Die Erfindung betrifft einen Kaminofen zur Luft- und/oder Wassererwärmung, der sowohl mit Scheiten, wie stückigem Brennholz, als auch mit sogenannten Pellets betrieben werden kann.

Unter Pellets können beispielsweise zylindrische Presslinge aus Holzspänen und Sägemehl verstanden werden. Aufgrund des hohen Brennwertes von Pellets im Vergleich zu Holzscheiten erfreuen sich Pelletöfen immer größerer Beliebtheit. Allerdings mangelt es den Pelletöfen an der Brennästhetik einer visuell offenen Feuerstelle, bei der lodernde Flammen und glühende Asche ein warmes Ambiente um den Kaminofen schaffen.

Aus der DE 102 54 565 B4 ist ein Kaminofen zur Raumbeheizung über Lufterwärmung beziehungsweise Konvektion bekannt. Der bekannte Kaminofen ist dabei derart ausgelegt, daß er sowohl mit Holzpellets als auch mit Holzscheiten als Brennstoff betrieben werden kann. Auf diese Weise werden sowohl ein hoher Wirkungsgrad bei der Pelletverbrennung als auch die gewünschte Brennungsästhetik bereitgestellt. Der Kaminofen ist mit einem den Brennstoff aufnehmenden Rost versehen, der durch manuelles Einlegen von Holz über eine geöffnete Kaminofenglastür oder über eine Pelletschneckenförderversorgung mit Pellets beschickt werden kann, die an der Rückseite des Kaminofens über ein Fallrohr auf den Rost fallen.

Bei dem bekannten Kaminofen besteht allerdings die Gefahr, daß sich im Scheitbetrieb des Kaminofens Pellets, die sich in dem Fallrohr in der Nähe des Brennraums befinden, aufgrund der in dem Brennraum herrschenden relativ großen Hitze selbst entzünden, wodurch es zu einer Verpuffung in dem Pelletvorratsbehälter oder zu einem unkontrollierbaren Außenbrand am Kaminofen kommen kann.

Diese Selbstentzündungsgefahr von Pellets längs des Versorgungsweges könnte zwar dadurch begegnet werden, daß der Bereich des Fallrohrs von primärer Frischluft vor dem Eintritt in den Brennraum umströmend gekühlt wird. Dies birgt allerdings einerseits eine komplexere Konstruktion zur Realisierung der Kühlströmung in sich, und andererseits wird der Wirkungsgrad des Kaminofens aufgrund der zumindest teilweisen Erwärmung der Primärluft und des hohen Primärluftverbrauchs reduziert.

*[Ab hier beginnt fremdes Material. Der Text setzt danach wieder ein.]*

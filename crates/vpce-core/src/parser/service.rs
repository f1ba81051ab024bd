//! service node

use super::{
    bool_value, field_arg, int_value, prop, required_name, string_prop, string_value,
};
use crate::error::{Result, StackError};
use crate::model::{ContainerSpec, ServiceSpec, SubnetType};
use kdl::KdlNode;

/// Apply a `service` node onto the service definition
pub fn parse_service(node: &KdlNode, service: &mut ServiceSpec) -> Result<()> {
    service.name = required_name(node, "service")?;

    let Some(children) = node.children() else {
        return Ok(());
    };

    let mut containers: Vec<ContainerSpec> = Vec::new();
    for child in children.nodes() {
        match child.name().value() {
            "task" => {
                service.task = string_value(field_arg(child)?, "task")?.to_string();
            }
            "port" => {
                let port: u16 = int_value(field_arg(child)?, "port")?;
                if port == 0 {
                    return Err(StackError::InvalidConfig(
                        "port must be between 1 and 65535".to_string(),
                    ));
                }
                service.port = port;
            }
            "desired-count" | "desired_count" => {
                service.desired_count = int_value(field_arg(child)?, "desired-count")?;
            }
            "cpu" => {
                service.cpu = int_value(field_arg(child)?, "cpu")?;
            }
            "subnets" => {
                service.subnets = SubnetType::parse(string_value(field_arg(child)?, "subnets")?)?;
            }
            "assign-public-ip" | "assign_public_ip" => {
                service.assign_public_ip = bool_value(field_arg(child)?, "assign-public-ip")?;
            }
            "security-group" | "security_group" => {
                service.security_group = required_name(child, "security-group")?;
                if let Some(ingress) = string_prop(child, "ingress") {
                    service.ingress_cidr = ingress.to_string();
                }
            }
            "container" => {
                containers.push(parse_container(child)?);
            }
            _ => {}
        }
    }

    // Declared containers replace the default one
    if !containers.is_empty() {
        service.containers = containers;
    }

    Ok(())
}

/// container "Default" image="nginx" memory=512
fn parse_container(node: &KdlNode) -> Result<ContainerSpec> {
    let name = required_name(node, "container")?;
    let image = string_prop(node, "image")
        .ok_or_else(|| StackError::InvalidConfig(format!("container '{}' requires image=", name)))?
        .to_string();
    let memory_mib = match prop(node, "memory") {
        Some(value) => int_value(value, "memory")?,
        None => 512,
    };

    Ok(ContainerSpec::new(name, image, memory_mib))
}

Es ist Aufgabe der Erfindung, die Nachteile des Standes der Technik zu überwinden, insbesondere einen Kaminofen zur Luft- und/oder Wassererwärmung bereitzustellen, der sowohl mit Scheiten als auch mit Pellets betreibbar ist und dessen Betriebssicherheit insbesondere hinsichtlich der Selbstentzündungsgefahr von Pellets auf dem Versorgungsweg verbessert sein soll, ohne die Luft- und/der Gasströmungen innerhalb des Kaminofens abändern zu müssen.

Diese Aufgabe wird durch die Merkmale von Patentanspruch 1 gelöst. Danach ist ein Kaminofen zur Luft- und/oder Wassererwärmung vorgesehen, der sowohl mit Scheiten als auch mit Pellets betreibbar ist und einen Brennraum, in den eine Luftzufuhr und ein Rauchabzug mündet, einen dem Brennraum zugeordneten Scheitrost zum Aufnehmen von in den Brennraum gelegten Scheiten und einen von dem Scheitrost separaten Pelletrost zum Aufnehmen von dem Brennraum zuzuführenden Pellets umfaßt, wobei der Pelletrost aus einer Ebene des Scheitrosts von dem Brennraum weg verlagert oder versetzt angeordnet ist.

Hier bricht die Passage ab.